Getting Started with Twitter's Academic Track API

25 Mar 2021 » python, scraping, tutorial

I originally published this article on 5 March on Medium. I’ve decided that I don’t need their paywall.

I’m teaching graduate students how to use the Twitter API, so I figured I would give the new Academic Track API a spin and see what’s changed in the couple of years since I used Python to work with Twitter data.

My goal is provide a brief guide on the following:

  • How and where to apply for access
  • Setting up your environment
  • Writing your first query
  • A little bit about the additional query parameters

Prerequisites:

  • None!

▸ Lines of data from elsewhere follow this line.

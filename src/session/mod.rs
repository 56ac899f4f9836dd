// Refinement session module
// Window bookkeeping, labels, plot data, and the interactive session state machine

pub mod display;
pub mod plot;
pub mod refinement;
pub mod window;

pub use display::{arrival_label, format_millis, format_sample_time};
pub use plot::{AicPlot, PlotHistory, PlotSurface};
pub use refinement::{CommitOutcome, RefinementSession, RunProgress, SessionError, SessionState};
pub use window::{min_margin_samples, BoundLimits, SignalWindow, WindowError, MIN_MARGIN_SECS};
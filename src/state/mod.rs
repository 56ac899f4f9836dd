// State management module
// SQLite event document, settings, and file system locations

pub mod db;
pub mod document;
pub mod models;
pub mod queries;
pub mod settings;
pub mod storage;

pub use db::{init_db, init_default_db, init_memory_db, DbConnection, DbError, DbResult};
pub use document::{Document, EventStore};
pub use models::{EventEdit, EventStatus, PickMethod, PickMode, RecordEntry, SeismicEvent};
pub use queries::{
    create_event, delete_event, get_event, get_record_by_sha256, list_events_for_record,
    register_record, update_event,
};
pub use settings::{
    FixedSettings, SettingsError, SettingsFile, SettingsProvider, DEFAULT_MARGIN_SECS,
    MARGIN_KEY, SETTINGS_GROUP,
};
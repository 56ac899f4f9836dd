// AIC plot data
// What a plot surface needs to draw the refined pick

use serde::Serialize;

use super::window::SignalWindow;
use crate::estimation::EstimationResult;
use crate::record::{envelope, Record};

/// Signal, envelope and AIC curve of one estimation, aligned at `start`
#[derive(Debug, Clone, PartialEq, Serialize)]
pub struct AicPlot {
    /// First sample of the plotted range
    pub start: usize,
    pub sample_rate: f64,
    pub signal: Vec<f32>,
    /// Empty when the envelope could not be computed
    pub envelope: Vec<f32>,
    pub aic: Vec<f64>,
    pub onset_index: usize,
    /// Absolute sample of the estimated arrival
    pub event_time: usize,
}

impl AicPlot {
    pub fn build(record: &Record, window: &SignalWindow, result: &EstimationResult) -> Self {
        let end = window.end().min(record.len());
        let start = window.start().min(end);
        let signal = record.signal()[start..end].to_vec();

        let envelope = match envelope(&signal) {
            Ok(env) => env,
            Err(e) => {
                log::warn!("Skipping envelope for [{}, {}): {}", start, end, e);
                Vec::new()
            }
        };

        AicPlot {
            start,
            sample_rate: record.sample_rate(),
            signal,
            envelope,
            aic: result.aic.clone(),
            onset_index: result.onset_index,
            event_time: result.time,
        }
    }

    /// Time in seconds of each plotted sample
    pub fn time_axis(&self) -> Vec<f64> {
        (0..self.signal.len())
            .map(|i| (self.start + i) as f64 / self.sample_rate)
            .collect()
    }

    pub fn to_json(&self) -> serde_json::Result<String> {
        serde_json::to_string_pretty(self)
    }
}

/// Where refinement results get drawn
pub trait PlotSurface {
    fn render_aic(&mut self, plot: &AicPlot);
}

/// Keeps every plot it is handed
#[derive(Debug, Default)]
pub struct PlotHistory {
    plots: Vec<AicPlot>,
}

impl PlotHistory {
    pub fn new() -> Self {
        Self::default()
    }

    pub fn plots(&self) -> &[AicPlot] {
        &self.plots
    }

    pub fn last(&self) -> Option<&AicPlot> {
        self.plots.last()
    }
}

impl PlotSurface for PlotHistory {
    fn render_aic(&mut self, plot: &AicPlot) {
        self.plots.push(plot.clone());
    }
}
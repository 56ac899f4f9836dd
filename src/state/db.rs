// SQLite database setup and migrations
use rusqlite::Connection;
use std::path::Path;
use std::sync::{Arc, Mutex, MutexGuard};
use thiserror::Error;
use uuid::Uuid;

use super::storage::{default_db_path, StorageError};

#[derive(Debug, Error)]
pub enum DbError {
    #[error("SQLite error: {0}")]
    Sqlite(#[from] rusqlite::Error),
    #[error("IO error: {0}")]
    Io(#[from] std::io::Error),
    #[error("Storage error: {0}")]
    Storage(#[from] StorageError),
    #[error("Event not found: {0}")]
    EventNotFound(Uuid),
}

pub type DbResult<T> = Result<T, DbError>;

// Thread-safe database connection wrapper
pub struct DbConnection {
    conn: Arc<Mutex<Connection>>,
}

impl DbConnection {
    pub fn new(conn: Connection) -> Self {
        Self {
            conn: Arc::new(Mutex::new(conn)),
        }
    }

    pub fn lock(&self) -> MutexGuard<'_, Connection> {
        self.conn.lock().unwrap_or_else(|e| e.into_inner())
    }
}

impl Clone for DbConnection {
    fn clone(&self) -> Self {
        Self {
            conn: Arc::clone(&self.conn),
        }
    }
}

/// Open (or create) the database at `path` and apply migrations
pub fn init_db(path: &Path) -> DbResult<DbConnection> {
    if let Some(parent) = path.parent() {
        std::fs::create_dir_all(parent)?;
    }

    let conn = Connection::open(path)?;
    prepare(conn)
}

/// Open the database in the app data directory
pub fn init_default_db() -> DbResult<DbConnection> {
    let db_path = default_db_path()?;
    log::info!("Opening event database at {:?}", db_path);
    init_db(&db_path)
}

/// In-memory database, for tests and throwaway sessions
pub fn init_memory_db() -> DbResult<DbConnection> {
    prepare(Connection::open_in_memory()?)
}

fn prepare(conn: Connection) -> DbResult<DbConnection> {
    conn.execute("PRAGMA foreign_keys = ON", [])?;
    run_migrations(&conn)?;
    Ok(DbConnection::new(conn))
}

fn run_migrations(conn: &Connection) -> DbResult<()> {
    conn.execute(
        "CREATE TABLE IF NOT EXISTS schema_migrations (
            version INTEGER PRIMARY KEY,
            applied_at TEXT NOT NULL DEFAULT CURRENT_TIMESTAMP
        )",
        [],
    )?;

    let current_version: i32 = conn.query_row(
        "SELECT COALESCE(MAX(version), 0) FROM schema_migrations",
        [],
        |row| row.get(0),
    )?;

    if current_version < 1 {
        migration_v1(conn)?;
        conn.execute("INSERT INTO schema_migrations (version) VALUES (?1)", [1])?;
        log::debug!("Applied schema migration v1");
    }

    Ok(())
}

fn migration_v1(conn: &Connection) -> DbResult<()> {
    // Records table
    conn.execute(
        "CREATE TABLE IF NOT EXISTS records (
            id TEXT PRIMARY KEY,
            name TEXT NOT NULL,
            created_at TEXT NOT NULL,
            sha256 TEXT NOT NULL UNIQUE,
            sample_rate REAL NOT NULL,
            sample_count INTEGER NOT NULL
        )",
        [],
    )?;

    // Events table
    conn.execute(
        "CREATE TABLE IF NOT EXISTS events (
            id TEXT PRIMARY KEY,
            record_id TEXT NOT NULL,
            time_sample INTEGER NOT NULL,
            method TEXT NOT NULL,
            mode TEXT NOT NULL,
            status TEXT NOT NULL,
            created_at TEXT NOT NULL,
            updated_at TEXT NOT NULL,
            FOREIGN KEY (record_id) REFERENCES records(id) ON DELETE CASCADE
        )",
        [],
    )?;

    conn.execute(
        "CREATE INDEX IF NOT EXISTS idx_events_record_time ON events(record_id, time_sample)",
        [],
    )?;

    Ok(())
}

#[cfg(test)]
mod tests {
    use super::*;
    use tempfile::TempDir;

    #[test]
    fn test_db_init() {
        let db = init_memory_db().unwrap();
        let conn = db.lock();

        let table_count: i32 = conn
            .query_row(
                "SELECT COUNT(*) FROM sqlite_master WHERE type='table' AND name IN ('records', 'events')",
                [],
                |row| row.get(0),
            )
            .unwrap();

        assert_eq!(table_count, 2);
    }

    #[test]
    fn test_migrations_are_idempotent() {
        let conn = Connection::open_in_memory().unwrap();
        run_migrations(&conn).unwrap();
        run_migrations(&conn).unwrap();

        let versions: i32 = conn
            .query_row("SELECT COUNT(*) FROM schema_migrations", [], |row| row.get(0))
            .unwrap();
        assert_eq!(versions, 1);
    }

    #[test]
    fn test_init_db_creates_parent_dirs() {
        let temp_dir = TempDir::new().unwrap();
        let path = temp_dir.path().join("nested").join("events.db");

        init_db(&path).unwrap();
        assert!(path.exists());
    }
}
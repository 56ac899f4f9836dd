// Signal envelope via the Hilbert transform
// Used for the diagnostic plot next to the AIC curve

use realfft::num_complex::Complex;
use realfft::RealFftPlanner;

use super::RecordError;

/// Amplitude envelope `sqrt(x^2 + H(x)^2)` of a signal segment.
///
/// The Hilbert transform is taken in the frequency domain: positive
/// frequencies are rotated by -90 degrees, DC and Nyquist are dropped.
pub fn envelope(signal: &[f32]) -> Result<Vec<f32>, RecordError> {
    let n = signal.len();
    if n < 2 {
        return Ok(signal.iter().map(|s| s.abs()).collect());
    }

    let mut planner = RealFftPlanner::<f32>::new();
    let forward = planner.plan_fft_forward(n);
    let inverse = planner.plan_fft_inverse(n);

    let mut input = signal.to_vec();
    let mut spectrum = forward.make_output_vec();
    forward
        .process(&mut input, &mut spectrum)
        .map_err(|e| RecordError::Fft(e.to_string()))?;

    let nyquist = if n % 2 == 0 { Some(n / 2) } else { None };
    for (k, bin) in spectrum.iter_mut().enumerate() {
        if k == 0 || Some(k) == nyquist {
            *bin = Complex::new(0.0, 0.0);
        } else {
            // -j * (a + jb) = b - ja
            *bin = Complex::new(bin.im, -bin.re);
        }
    }

    let mut hilbert = inverse.make_output_vec();
    inverse
        .process(&mut spectrum, &mut hilbert)
        .map_err(|e| RecordError::Fft(e.to_string()))?;

    let scale = 1.0 / n as f32;
    Ok(signal
        .iter()
        .zip(hilbert.iter())
        .map(|(&x, &h)| {
            let h = h * scale;
            (x * x + h * h).sqrt()
        })
        .collect())
}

This should all work on colab (but see this stackoverflow answer on how to download files saved in a colab notebook)

Step 1: Applying for Academic Track

Twitter released added a new account type to its API specifically for academic researchers last month. What’s more, this includes full archive search. If you’ve worked with Twitter data as an academic before, you’ll probably be dancing like I am! If not, then count yourself lucky you now have the possibility to access most tweets published since 2006. (I assume most and not all, but I may be corrected).

In order to apply for this, you will have to be a graduate student or academic researcher working on a project that requires Twitter data. Details on application and the link to apply can be found here.

Twitter will ask you to write a short application, including your name, affiliation, proposed project, and so on. A few things to note:

  • You will need some proof that you’re a student or a scholar. A profile on your department’s website, or Google scholar, etc. will be sufficient.
  • I don’t think they give blanket approval, so do have a project in mind that could at the very least be supplemented by access to Twitter data.

I received my approval within less than a week of applying, but obviously I cannot guarantee how long they will take with yours.

Step 2: Setting Up Credentials

In order for the API to accept your requests, you will need a valid set of credentials. Otherwise anybody could (ab)use the API, and the previous step would be completely pointless! In this step we will retrieve our newly gained credentials and store them in such a way that our Python script can automatically read them.

Once you’ve received your approval, you’ll get access to a dashboard. From here you’ll see your Project App (with whatever name you decided to give it—mine is a largely nonsensical Hello World reference). Click on the key icon to see your credentials.

You now need to create a file to store your credentials. The default location is ~/.twitter_keys.yaml. I stored mine in a different location along with the various access keys I have for different APIs—you will need to point the script to the credentials file later on anyways.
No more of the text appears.